To ask “how else could it be?” is to be either prejudiced against or ignorant of epistemological diversity. To mistake the manners of contemporary society for mental health, as though “to fit in” were a litmus test for sanity. It is not so. A refusal to play nice can be the essence of self-actualization. This has come up most recently at Gawker, of all places, where Tom Socca has written a manifesto for snark in our time. He writes:
Over time, it has become clear that anti-negativity is a worldview of its own, a particular mode of thinking and argument, no matter how evasively or vapidly it chooses to express itself. … What is snark reacting to? It is reacting to smarm. What is smarm, exactly? Smarm is a kind of performance—an assumption of the forms of seriousness, of virtue, of constructiveness, without the substance. Smarm is concerned with appropriateness and with tone. Smarm disapproves.
Smarm is not the same as the kind of social hypocrisy that has always existed in every time and place, but come to be epitomized by the Victorians. That kind of hypocrisy was, as Oscar Wilde famously phrased it, “the homage vice pays to virtue.” That is to say, it has often been understood in past times and places that good manners and social niceties are a front that one puts on for the good of the community, with only so much to say about the character of the person who displays them.
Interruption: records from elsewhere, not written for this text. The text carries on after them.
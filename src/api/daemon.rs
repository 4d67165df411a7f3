//! Daemon main loop
//!
//! [`Daemon`] owns the transport and the forward queue and drives the
//! routing state in a single loop:
//!
//! 1. receive, waiting at most until the next scheduled transmission
//! 2. process the received records
//! 3. send everything that is due
//! 4. keep a gateway selected
//! 5. once per purge interval, purge and dump the tables
//!
//! The routing state sits behind one `parking_lot` mutex, shared with any
//! number of [`RoutingHandle`]s. The lock is never held across an await.

use super::config::DaemonConfig;
use super::status::{gateway_list, originator_table, GatewayStatus, OriginatorStatus};
use crate::error::{Error, Result};
use crate::network::{
    Clock, JitterSource, LoggingRouteTable, LoggingTunnel, RouteTable, SystemClock, Transport,
    TunnelControl,
};
use crate::routing::{ForwardQueue, RoutingState};
use parking_lot::Mutex;
use rand::rngs::StdRng;
use rand::SeedableRng;
use std::net::Ipv4Addr;
use std::sync::atomic::{AtomicBool, Ordering};
use std::sync::Arc;
use std::time::Duration;

/// Lifecycle of a daemon
#[derive(Debug, Clone, Copy, PartialEq, Eq)]
pub enum DaemonState {
    /// Built, no routes installed yet
    Created,
    /// Static routes installed, OGMs scheduled
    Running,
    /// Tearing down routes
    Stopping,
    /// Every route removed
    Stopped,
}

/// Counters kept by the main loop
#[derive(Debug, Clone, Copy, Default, PartialEq, Eq)]
pub struct DaemonStats {
    /// Datagrams received
    pub datagrams: u64,
    /// Datagrams rejected as malformed
    pub malformed: u64,
    /// Queue entries transmitted
    pub transmissions: u64,
    /// Purge sweeps run
    pub purges: u64,
}

/// Builder for [`Daemon`]
///
/// Collaborators not set explicitly default to the logging route table and
/// tunnel, the tokio-based clock and an entropy-seeded RNG.
///
/// # Examples
///
/// ```no_run
/// use batmand::api::{DaemonBuilder, DaemonConfig, InterfaceConfig};
/// use batmand::network::UdpTransport;
/// use std::net::Ipv4Addr;
///
/// # async fn example() -> batmand::Result<()> {
/// let config = DaemonConfig::new(vec![InterfaceConfig::new(
///     "wlan0",
///     Ipv4Addr::new(10, 0, 0, 1),
///     24,
/// )]);
/// let transport = UdpTransport::bind(&config.batman_interfaces(), config.port).await?;
/// let mut daemon = DaemonBuilder::new(config).build(transport)?;
///
/// daemon.run().await?;
/// # Ok(())
/// # }
/// ```
pub struct DaemonBuilder {
    config: DaemonConfig,
    route_table: Option<Box<dyn RouteTable>>,
    tunnel: Option<Box<dyn TunnelControl>>,
    clock: Option<Arc<dyn Clock>>,
    jitter: Option<Box<dyn JitterSource>>,
}

impl DaemonBuilder {
    /// Builder for `config`.
    pub fn new(config: DaemonConfig) -> Self {
        Self {
            config,
            route_table: None,
            tunnel: None,
            clock: None,
            jitter: None,
        }
    }

    /// Install routes through `table`
    pub fn with_route_table(mut self, table: impl RouteTable + 'static) -> Self {
        self.route_table = Some(Box::new(table));
        self
    }

    /// Reach gateways through `tunnel`
    pub fn with_tunnel(mut self, tunnel: impl TunnelControl + 'static) -> Self {
        self.tunnel = Some(Box::new(tunnel));
        self
    }

    /// Read time from `clock`
    pub fn with_clock(mut self, clock: impl Clock + 'static) -> Self {
        self.clock = Some(Arc::new(clock));
        self
    }

    /// Draw send-time jitter from `jitter`
    pub fn with_jitter(mut self, jitter: impl JitterSource + 'static) -> Self {
        self.jitter = Some(Box::new(jitter));
        self
    }

    /// Validate the configuration and build the daemon around `transport`.
    ///
    /// # Errors
    ///
    /// Returns the validation error if the configuration is unusable.
    pub fn build<T: Transport>(self, transport: T) -> Result<Daemon<T>> {
        self.config.validate()?;

        let tables = self.config.tables;
        let route_table = self
            .route_table
            .unwrap_or_else(|| Box::new(LoggingRouteTable::new()));
        let tunnel = self
            .tunnel
            .unwrap_or_else(|| Box::new(LoggingTunnel::new(tables.tunnel)));
        let clock = self.clock.unwrap_or_else(|| Arc::new(SystemClock::new()));
        let jitter = self
            .jitter
            .unwrap_or_else(|| Box::new(StdRng::from_entropy()));

        let state = RoutingState::new(
            self.config.routing_settings(),
            self.config.batman_interfaces(),
            route_table,
            tunnel,
        );

        Ok(Daemon {
            state: Arc::new(Mutex::new(state)),
            queue: ForwardQueue::new(),
            transport,
            clock,
            jitter,
            abort: Arc::new(AtomicBool::new(false)),
            lifecycle: DaemonState::Created,
            next_purge: 0,
            stats: DaemonStats::default(),
        })
    }
}

/// A running routing daemon
pub struct Daemon<T: Transport> {
    state: Arc<Mutex<RoutingState>>,
    queue: ForwardQueue,
    transport: T,
    clock: Arc<dyn Clock>,
    jitter: Box<dyn JitterSource>,
    abort: Arc<AtomicBool>,
    lifecycle: DaemonState,
    next_purge: u64,
    stats: DaemonStats,
}

impl<T: Transport> Daemon<T> {
    // ========================================================================
    // Lifecycle Methods
    // ========================================================================

    /// Install the static routes and schedule the first own OGM on every
    /// interface.
    ///
    /// # Errors
    ///
    /// Returns an error if the daemon was already started.
    pub fn start(&mut self) -> Result<()> {
        if self.lifecycle != DaemonState::Created {
            return Err(Error::InvalidState(format!(
                "cannot start a daemon in state {:?}",
                self.lifecycle
            )));
        }

        let now = self.clock.now_ms();
        let mut guard = self.state.lock();
        let state = &mut *guard;
        state.start();
        for if_index in 0..state.interfaces().len() {
            self.queue
                .schedule_own(state, if_index, now, self.jitter.as_mut());
        }
        self.next_purge = now + state.settings().purge_interval_ms;
        tracing::info!(
            interfaces = state.interfaces().len(),
            primary = %state.interfaces()[0].address,
            "daemon started"
        );

        self.lifecycle = DaemonState::Running;
        Ok(())
    }

    /// Run one loop iteration.
    pub async fn tick(&mut self) {
        let now = self.clock.now_ms();
        let wait = self
            .queue
            .next_send_time()
            .unwrap_or(self.next_purge)
            .min(self.next_purge)
            .saturating_sub(now);

        let received = self.transport.recv(Duration::from_millis(wait)).await;

        let now = self.clock.now_ms();
        let mut guard = self.state.lock();
        let state = &mut *guard;

        match received {
            Ok(Some(datagram)) => {
                self.stats.datagrams += 1;
                if let Err(e) = state.receive_datagram(&mut self.queue, &datagram, now) {
                    self.stats.malformed += 1;
                    tracing::debug!(
                        neighbor = %datagram.neighbor,
                        if_index = datagram.if_index,
                        error = %e,
                        "drop malformed datagram"
                    );
                }
            },
            Ok(None) => {},
            Err(e) => tracing::warn!(error = %e, "receive failed"),
        }

        self.stats.transmissions += self.queue.flush_due(
            state,
            &mut self.transport,
            self.jitter.as_mut(),
            now,
        ) as u64;

        state.maintain_gateway(now);

        if now >= self.next_purge {
            state.purge(now);
            state.log_tables();
            self.stats.purges += 1;
            self.next_purge = now + state.settings().purge_interval_ms;
        }
    }

    /// Start if needed, then loop until shutdown is requested, then tear
    /// everything down.
    ///
    /// # Errors
    ///
    /// Returns an error if the daemon was already stopped.
    pub async fn run(&mut self) -> Result<()> {
        if self.lifecycle == DaemonState::Created {
            self.start()?;
        }
        if self.lifecycle != DaemonState::Running {
            return Err(Error::InvalidState(format!(
                "cannot run a daemon in state {:?}",
                self.lifecycle
            )));
        }

        while !self.abort.load(Ordering::SeqCst) {
            self.tick().await;
        }

        self.shutdown();
        Ok(())
    }

    /// Delete every route, stop the tunnel and drop pending transmissions.
    ///
    /// Does nothing unless the daemon is running.
    pub fn shutdown(&mut self) {
        if self.lifecycle != DaemonState::Running {
            return;
        }
        self.lifecycle = DaemonState::Stopping;
        tracing::info!("shutting down");

        let now = self.clock.now_ms();
        self.state.lock().shutdown(now);
        self.queue.clear();

        self.lifecycle = DaemonState::Stopped;
    }

    // ========================================================================
    // Accessors
    // ========================================================================

    /// Current lifecycle state
    pub fn lifecycle(&self) -> DaemonState {
        self.lifecycle
    }

    /// Main loop counters
    pub fn stats(&self) -> DaemonStats {
        self.stats
    }

    /// Pending transmissions
    pub fn queue(&self) -> &ForwardQueue {
        &self.queue
    }

    /// A handle to the shared routing state
    pub fn handle(&self) -> RoutingHandle {
        RoutingHandle {
            state: Arc::clone(&self.state),
            abort: Arc::clone(&self.abort),
            clock: Arc::clone(&self.clock),
        }
    }
}

/// Cloneable access to a daemon's routing state from other tasks
#[derive(Clone)]
pub struct RoutingHandle {
    state: Arc<Mutex<RoutingState>>,
    abort: Arc<AtomicBool>,
    clock: Arc<dyn Clock>,
}

impl RoutingHandle {
    /// Run `f` with the routing state locked.
    pub fn with_state<R>(&self, f: impl FnOnce(&RoutingState) -> R) -> R {
        f(&self.state.lock())
    }

    /// Snapshot of the originator table
    pub fn originators(&self) -> Vec<OriginatorStatus> {
        originator_table(&self.state.lock())
    }

    /// Snapshot of the gateway list
    pub fn gateways(&self) -> Vec<GatewayStatus> {
        gateway_list(&self.state.lock())
    }

    /// Gateway the tunnel currently runs to
    pub fn current_gateway(&self) -> Option<Ipv4Addr> {
        self.state.lock().gateways().current()
    }

    /// Report that the tunnel to `gateway` broke
    pub fn report_gateway_failure(&self, gateway: Ipv4Addr) {
        let now = self.clock.now_ms();
        self.state.lock().report_gateway_failure(gateway, now);
    }

    /// Ask the main loop to stop after the current iteration
    pub fn request_shutdown(&self) {
        self.abort.store(true, Ordering::SeqCst);
    }

    /// Whether shutdown was requested
    pub fn is_shutdown_requested(&self) -> bool {
        self.abort.load(Ordering::SeqCst)
    }
}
Or … rather … that what was being said about character was self-mastery, the ability to discipline oneself, instead of any innate goodness. Indeed, the Victorian view of human nature, like the Stoics’ and many others, was of man-the-animal who must be tamed. “Character” was a display of mastery over self, because we were all understood to be bastards under the surface.
A reasonable case can be made.
Smarm is different, making no allowances that often all we are trying to do is play by arbitrary, often ill-conceived, social rules. Rather, smarm is supposed to represent the actual thoughts and feelings of the speaker (following a magic rule of as outside, so inside). “Niceness as practiced by Americans,” King wrote, “is a festival of misanthropy denied. We are so afraid of the hostility within us that confrontations barely get started before somebody pops up and announces, ‘The healing has begun.’ Fear of getting mad is so widespread that nobody says mad anymore. The word is angry; somehow it sounds less mad than mad. “
What misanthropes and proponents of snark—the linguistic reaction against smarm that predominates online—are both reacting to is the colossal amount of bullshit individuals have to cope with on a daily basis—a level that 24-hour cable news and the internet itself has only increased during the last 20 years.
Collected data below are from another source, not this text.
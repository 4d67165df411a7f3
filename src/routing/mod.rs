//! Routing core
//!
//! This module holds the B.A.T.M.A.N. routing logic:
//! - Originator tracking with per-neighbor sliding windows
//! - Best next-hop selection with tie-break hysteresis
//! - Route installation diffing (host routes and announced networks)
//! - Internet gateway selection with failure backoff
//! - OGM forwarding with aggregation
//! - Periodic purging of silent nodes
//!
//! # Architecture
//!
//! - **RoutingState**: process-wide state, passed by `&mut` into every
//!   operation
//! - **Originator**: everything known about one advertising node
//! - **RouteInstaller**: turns next-hop decisions into route mutations
//! - **GatewayList**: tracks gateways and drives the tunnel collaborator
//! - **ForwardQueue**: time-ordered transmissions, own and forwarded
//!
//! # Example
//!
//! ```
//! use batmand::network::{BatmanIf, RecordingRouteTable, RecordingTunnel};
//! use batmand::protocol::{Ogm, OgmHeader, COMPAT_VERSION};
//! use batmand::routing::{ForwardQueue, RoutingSettings, RoutingState};
//! use std::net::Ipv4Addr;
//!
//! let routes = RecordingRouteTable::new();
//! let mut state = RoutingState::new(
//!     RoutingSettings::default(),
//!     vec![BatmanIf::new(0, "mesh0", Ipv4Addr::new(10, 0, 0, 1), 24)],
//!     Box::new(routes.clone()),
//!     Box::new(RecordingTunnel::new()),
//! );
//! let mut queue = ForwardQueue::new();
//!
//! let header = OgmHeader {
//!     orig: Ipv4Addr::new(10, 0, 0, 2),
//!     flags: 0,
//!     ttl: 50,
//!     seqno: 1,
//!     gwflags: 0,
//!     version: COMPAT_VERSION,
//!     tq: 255,
//!     hna_len: 0,
//! };
//! let ogm = Ogm::new(header, &[]);
//!
//! // The link is not known to be bidirectional yet: the OGM is answered
//! // but no route is installed.
//! state.receive_ogm(&mut queue, &ogm, Ipv4Addr::new(10, 0, 0, 2), 0, 0);
//! assert_eq!(routes.installed_count(), 0);
//! assert_eq!(queue.len(), 1);
//! ```

pub mod forwarding;
pub mod gateway;
pub mod originator;
pub mod purge;
pub mod receive;
pub mod routes;
pub mod state;

pub use forwarding::{apply_hop_penalty, ForwardDecision, ForwardPacket, ForwardQueue};
pub use gateway::{gateway_speeds, GatewayList, GatewayNode, GatewayState, RoutingClass};
pub use originator::{NeighborKey, NeighborNode, Originator};
pub use receive::{DropReason, ReceiveOutcome};
pub use routes::{RouteInstaller, RouteTables};
pub use state::{RoutingSettings, RoutingState};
“Every normal man,” confirmed misanthrope H.L. Mencken wrote, “must be tempted, at times, to spit on his hands, hoist the black flag, and begin slitting throats.”
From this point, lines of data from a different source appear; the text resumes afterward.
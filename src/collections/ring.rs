//! Fixed-size ring of recent transmission-quality samples.

/// Number of samples kept per neighbor.
pub const TQ_RING_SIZE: usize = 10;

/// Ring buffer of the last [`TQ_RING_SIZE`] TQ values received from a
/// neighbor.
///
/// Empty slots hold zero and are ignored by [`QualityRing::average`], so a
/// freshly created ring averages only the samples seen so far.
#[derive(Debug, Clone, Copy, PartialEq, Eq, Default)]
pub struct QualityRing {
    samples: [u8; TQ_RING_SIZE],
    next: usize,
}

impl QualityRing {
    /// Empty ring.
    pub const fn new() -> Self {
        Self {
            samples: [0; TQ_RING_SIZE],
            next: 0,
        }
    }

    /// Overwrite the oldest sample.
    pub fn push(&mut self, tq: u8) {
        self.samples[self.next] = tq;
        self.next = (self.next + 1) % TQ_RING_SIZE;
    }

    /// Mean of the non-zero samples, or zero when there are none.
    pub fn average(&self) -> u8 {
        let (sum, count) = self
            .samples
            .iter()
            .filter(|&&tq| tq != 0)
            .fold((0u32, 0u32), |(sum, count), &tq| (sum + tq as u32, count + 1));
        if count == 0 {
            0
        } else {
            (sum / count) as u8
        }
    }
}
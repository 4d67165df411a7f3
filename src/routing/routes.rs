//! Route installation
//!
//! Diffs an originator's desired next hop and HNA announcement against what
//! was installed before and hands only the difference to the
//! [`RouteTable`] collaborator. Failures are logged and counted; in-memory
//! state always follows the decision so the next advertisement cycle can
//! retry.

use super::originator::{NeighborKey, Originator};
use crate::network::{BatmanIf, RouteAction, RouteSpec, RouteTable};
use crate::protocol::{decode_hna, parse_hna, HnaEntry};
use serde::{Deserialize, Serialize};

/// Routing table numbers used for the different route classes
#[derive(Debug, Clone, Copy, PartialEq, Eq, Serialize, Deserialize)]
pub struct RouteTables {
    /// Announced networks (HNA)
    pub networks: u8,
    /// Originator host routes
    pub hosts: u8,
    /// Catch-all unreachable route
    pub unreachable: u8,
    /// Default route through the gateway tunnel
    pub tunnel: u8,
}

impl Default for RouteTables {
    fn default() -> Self {
        Self {
            networks: 65,
            hosts: 66,
            unreachable: 67,
            tunnel: 68,
        }
    }
}

/// Applies route decisions to a [`RouteTable`]
pub struct RouteInstaller {
    table: Box<dyn RouteTable>,
    tables: RouteTables,
    mutations: u64,
    failures: u64,
}

impl RouteInstaller {
    /// Installer writing to `table`.
    pub fn new(table: Box<dyn RouteTable>, tables: RouteTables) -> Self {
        Self {
            table,
            tables,
            mutations: 0,
            failures: 0,
        }
    }

    /// Table numbers in use.
    pub fn tables(&self) -> RouteTables {
        self.tables
    }

    /// Route mutations issued so far.
    pub fn mutations(&self) -> u64 {
        self.mutations
    }

    /// Route mutations the collaborator rejected.
    pub fn failures(&self) -> u64 {
        self.failures
    }

    fn apply(&mut self, route: &RouteSpec, action: RouteAction) {
        self.mutations += 1;
        match self.table.add_del_route(route, action) {
            Ok(()) => tracing::debug!(%action, route = %route, "route updated"),
            Err(e) => {
                self.failures += 1;
                tracing::warn!(%action, route = %route, error = %e, "route mutation failed");
            },
        }
    }

    fn host_route(&self, orig: &Originator, via: NeighborKey) -> RouteSpec {
        RouteSpec::unicast(orig.address, 32, via.address, via.if_index, self.tables.hosts)
    }

    fn hna_route(&self, entry: HnaEntry, via: NeighborKey) -> RouteSpec {
        RouteSpec::unicast(
            entry.network,
            entry.prefix_len,
            via.address,
            via.if_index,
            self.tables.networks,
        )
    }

    fn add_hna(&mut self, orig: &Originator, raw: &[u8], via: NeighborKey) {
        for entry in decode_hna(raw, orig.address) {
            let route = self.hna_route(entry, via);
            self.apply(&route, RouteAction::Add);
        }
    }

    fn del_hna(&mut self, raw: &[u8], via: NeighborKey) {
        for entry in parse_hna(raw).filter(HnaEntry::is_valid) {
            let route = self.hna_route(entry, via);
            self.apply(&route, RouteAction::Delete);
        }
    }

    /// Bring the installed routes for `orig` in line with `candidate` and
    /// `hna`.
    ///
    /// - no candidate: drop the host route and HNA routes, clear the router
    /// - new router: move host route and HNA routes to the new next hop
    /// - same router, different HNA: replace the HNA routes only
    /// - nothing changed: no collaborator calls
    ///
    /// # Panics
    ///
    /// Panics if `candidate` is not one of `orig`'s neighbors.
    pub fn update_routes(&mut self, orig: &mut Originator, candidate: Option<NeighborKey>, hna: &[u8]) {
        if let Some(key) = candidate {
            if orig.neighbor(key).is_none() {
                panic!(
                    "originator {}: route candidate {} on interface {} is not a neighbor",
                    orig.address, key.address, key.if_index
                );
            }
        }

        match candidate {
            None => {
                let Some(old) = orig.router else {
                    return;
                };
                tracing::info!(orig = %orig.address, router = %old.address, "deleting route");
                let old_hna = std::mem::take(&mut orig.hna);
                self.del_hna(&old_hna, old);
                let route = self.host_route(orig, old);
                self.apply(&route, RouteAction::Delete);
                orig.router = None;
            },
            Some(new) if orig.router != Some(new) => {
                match orig.router {
                    Some(old) => {
                        tracing::info!(
                            orig = %orig.address,
                            from = %old.address,
                            to = %new.address,
                            if_index = new.if_index,
                            "route changed"
                        );
                        let old_hna = std::mem::take(&mut orig.hna);
                        self.del_hna(&old_hna, old);
                        let route = self.host_route(orig, old);
                        self.apply(&route, RouteAction::Delete);
                    },
                    None => tracing::info!(
                        orig = %orig.address,
                        via = %new.address,
                        if_index = new.if_index,
                        "adding route"
                    ),
                }
                let route = self.host_route(orig, new);
                self.apply(&route, RouteAction::Add);
                self.add_hna(orig, hna, new);
                orig.hna = hna.to_vec();
                orig.router = Some(new);
            },
            Some(router) => {
                if orig.hna != hna {
                    tracing::debug!(orig = %orig.address, "announced networks changed");
                    let old_hna = std::mem::take(&mut orig.hna);
                    self.del_hna(&old_hna, router);
                    self.add_hna(orig, hna, router);
                    orig.hna = hna.to_vec();
                }
            },
        }
    }

    fn static_routes(&self, interfaces: &[BatmanIf], own_hna: &[HnaEntry]) -> Vec<RouteSpec> {
        let mut routes = vec![RouteSpec::unreachable_default(self.tables.unreachable)];
        for iface in interfaces {
            routes.push(RouteSpec::throw(iface.network(), iface.prefix_len, self.tables.hosts));
            routes.push(RouteSpec::throw(iface.network(), iface.prefix_len, self.tables.networks));
        }
        for entry in own_hna.iter().filter(|entry| entry.is_valid()) {
            routes.push(RouteSpec::throw(entry.network, entry.prefix_len, self.tables.networks));
        }
        routes
    }

    /// Install the routes that exist for the daemon's whole lifetime: the
    /// unreachable default and throw routes for local networks.
    pub fn install_static_routes(&mut self, interfaces: &[BatmanIf], own_hna: &[HnaEntry]) {
        for route in self.static_routes(interfaces, own_hna) {
            self.apply(&route, RouteAction::Add);
        }
    }

    /// Remove what [`install_static_routes`](Self::install_static_routes)
    /// added.
    pub fn remove_static_routes(&mut self, interfaces: &[BatmanIf], own_hna: &[HnaEntry]) {
        for route in self.static_routes(interfaces, own_hna) {
            self.apply(&route, RouteAction::Delete);
        }
    }
}

#[cfg(test)]
mod tests {
    use super::*;
    use crate::network::{RecordingRouteTable, RouteType};
    use crate::protocol::{Ogm, OgmHeader, COMPAT_VERSION};
    use std::net::Ipv4Addr;

    fn a(last: u8) -> Ipv4Addr {
        Ipv4Addr::new(10, 0, 0, last)
    }

    fn hna(entries: &[(Ipv4Addr, u8)]) -> Vec<u8> {
        let header = OgmHeader {
            orig: a(100),
            flags: 0,
            ttl: 50,
            seqno: 1,
            gwflags: 0,
            version: COMPAT_VERSION,
            tq: 255,
            hna_len: 0,
        };
        let entries: Vec<_> = entries.iter().map(|&(n, p)| HnaEntry::new(n, p)).collect();
        Ogm::new(header, &entries).hna_bytes().to_vec()
    }

    fn originator_with_neighbors(neighbors: &[NeighborKey]) -> Originator {
        let mut orig = Originator::new(a(100), 2);
        let header = OgmHeader {
            orig: a(100),
            flags: 0,
            ttl: 50,
            seqno: 1,
            gwflags: 0,
            version: COMPAT_VERSION,
            tq: 255,
            hna_len: 0,
        };
        for key in neighbors {
            orig.record_advertisement(&header, key.address, key.if_index, 0);
        }
        orig
    }

    fn installer() -> (RouteInstaller, RecordingRouteTable) {
        let routes = RecordingRouteTable::new();
        (
            RouteInstaller::new(Box::new(routes.clone()), RouteTables::default()),
            routes,
        )
    }

    #[test]
    fn test_first_route_installs_host_and_hna() {
        let (mut installer, routes) = installer();
        let n1 = NeighborKey::new(a(1), 0);
        let mut orig = originator_with_neighbors(&[n1]);
        let announced = hna(&[(Ipv4Addr::new(192, 168, 7, 0), 24)]);

        installer.update_routes(&mut orig, Some(n1), &announced);

        assert_eq!(orig.router, Some(n1));
        assert_eq!(routes.installed_via(a(100), 32, 66), Some(Some(a(1))));
        assert_eq!(
            routes.installed_via(Ipv4Addr::new(192, 168, 7, 0), 24, 65),
            Some(Some(a(1)))
        );
        assert_eq!(routes.mutation_count(), 2);
    }

    #[test]
    fn test_identical_update_is_noop() {
        let (mut installer, routes) = installer();
        let n1 = NeighborKey::new(a(1), 0);
        let mut orig = originator_with_neighbors(&[n1]);
        let announced = hna(&[(Ipv4Addr::new(192, 168, 7, 0), 24)]);

        installer.update_routes(&mut orig, Some(n1), &announced);
        let before = routes.mutation_count();
        installer.update_routes(&mut orig, Some(n1), &announced);

        assert_eq!(routes.mutation_count(), before);
        assert_eq!(installer.mutations(), before as u64);
    }

    #[test]
    fn test_router_change_moves_routes() {
        let (mut installer, routes) = installer();
        let n1 = NeighborKey::new(a(1), 0);
        let n2 = NeighborKey::new(a(2), 1);
        let mut orig = originator_with_neighbors(&[n1, n2]);
        let announced = hna(&[(Ipv4Addr::new(172, 16, 0, 0), 12)]);

        installer.update_routes(&mut orig, Some(n1), &announced);
        routes.clear_mutations();
        installer.update_routes(&mut orig, Some(n2), &announced);

        let mutations = routes.mutations();
        assert_eq!(mutations.len(), 4);
        assert_eq!(mutations[0].0, RouteAction::Delete);
        assert_eq!(mutations[1].0, RouteAction::Delete);
        assert_eq!(mutations[2].0, RouteAction::Add);
        assert_eq!(mutations[2].1.destination, a(100));
        assert_eq!(mutations[2].1.if_index, Some(1));
        assert_eq!(mutations[3].0, RouteAction::Add);
        assert_eq!(routes.installed_via(a(100), 32, 66), Some(Some(a(2))));
        assert_eq!(routes.installed_count(), 2);
    }

    #[test]
    fn test_hna_change_keeps_host_route() {
        let (mut installer, routes) = installer();
        let n1 = NeighborKey::new(a(1), 0);
        let mut orig = originator_with_neighbors(&[n1]);

        installer.update_routes(&mut orig, Some(n1), &hna(&[(Ipv4Addr::new(10, 1, 0, 0), 16)]));
        routes.clear_mutations();
        installer.update_routes(&mut orig, Some(n1), &hna(&[(Ipv4Addr::new(10, 2, 0, 0), 16)]));

        let mutations = routes.mutations();
        assert_eq!(mutations.len(), 2);
        assert!(mutations.iter().all(|(_, route)| route.table == 65));
        assert_eq!(routes.installed_via(Ipv4Addr::new(10, 1, 0, 0), 16, 65), None);
        assert!(routes.installed_via(Ipv4Addr::new(10, 2, 0, 0), 16, 65).is_some());
    }

    #[test]
    fn test_no_candidate_removes_everything() {
        let (mut installer, routes) = installer();
        let n1 = NeighborKey::new(a(1), 0);
        let mut orig = originator_with_neighbors(&[n1]);

        installer.update_routes(&mut orig, Some(n1), &hna(&[(Ipv4Addr::new(10, 1, 0, 0), 16)]));
        installer.update_routes(&mut orig, None, &[]);

        assert_eq!(orig.router, None);
        assert!(orig.hna.is_empty());
        assert_eq!(routes.installed_count(), 0);

        // and again: nothing left to delete
        let before = routes.mutation_count();
        installer.update_routes(&mut orig, None, &[]);
        assert_eq!(routes.mutation_count(), before);
    }

    #[test]
    fn test_failures_do_not_block_state() {
        let (mut installer, routes) = installer();
        let n1 = NeighborKey::new(a(1), 0);
        let mut orig = originator_with_neighbors(&[n1]);
        routes.set_failing(true);

        installer.update_routes(&mut orig, Some(n1), &[]);

        assert_eq!(orig.router, Some(n1));
        assert_eq!(installer.failures(), 1);
    }

    #[test]
    #[should_panic(expected = "is not a neighbor")]
    fn test_unknown_candidate_panics() {
        let (mut installer, _) = installer();
        let mut orig = originator_with_neighbors(&[NeighborKey::new(a(1), 0)]);
        installer.update_routes(&mut orig, Some(NeighborKey::new(a(9), 0)), &[]);
    }

    #[test]
    fn test_static_routes_round_trip() {
        let (mut installer, routes) = installer();
        let interfaces = vec![
            BatmanIf::new(0, "wlan0", Ipv4Addr::new(10, 10, 0, 1), 16),
            BatmanIf::new(1, "eth0", Ipv4Addr::new(192, 168, 1, 1), 24),
        ];
        let own = vec![HnaEntry::new(Ipv4Addr::new(172, 20, 0, 0), 16)];

        installer.install_static_routes(&interfaces, &own);
        assert_eq!(routes.installed_count(), 6);
        let mutations = routes.mutations();
        assert_eq!(mutations[0].1.route_type, RouteType::Unreachable);
        assert_eq!(mutations[0].1.table, 67);

        installer.remove_static_routes(&interfaces, &own);
        assert_eq!(routes.installed_count(), 0);
    }
}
Or, if that’s too, ahem, “angry” for you, here’s another Mencken quote that gets at the same thing:
The notion that a radical is one who hates his country is naïve and usually idiotic. He is, more likely, one who likes his country more than the rest of us, and is thus more disturbed than the rest of us when he sees it debauched. He is not a bad citizen turning to crime; he is a good citizen driven to despair.
That is not an unhealthy impulse. Far from it. Yet we are coming dangerous close to insisting that this is pathological, and drumming it, or drugging it, out of existence.
But misanthropy goes all the way back to the moment Adam and Eve were first disappointed in each other, while snark is a new way that mentally sound individuals have developed to speak out against prevailing social forces that pre-Tom Socca were hard to name and identify. Every generation surely develops such strategies for its own time. Waging a justified war on behalf of both the sonofabitch and the honest man.
Mental health professionals, and theorists of human nature, need to be familiar with these strategies. More: we need to be on their side.
Psychodynamic approaches to mental health have this over pharmacological approaches: by looking at the person, rather than just the symptoms, we’re able (if we try) to differentiate between the rantings of a lunatic and the ranting of someone with something to say. That matters.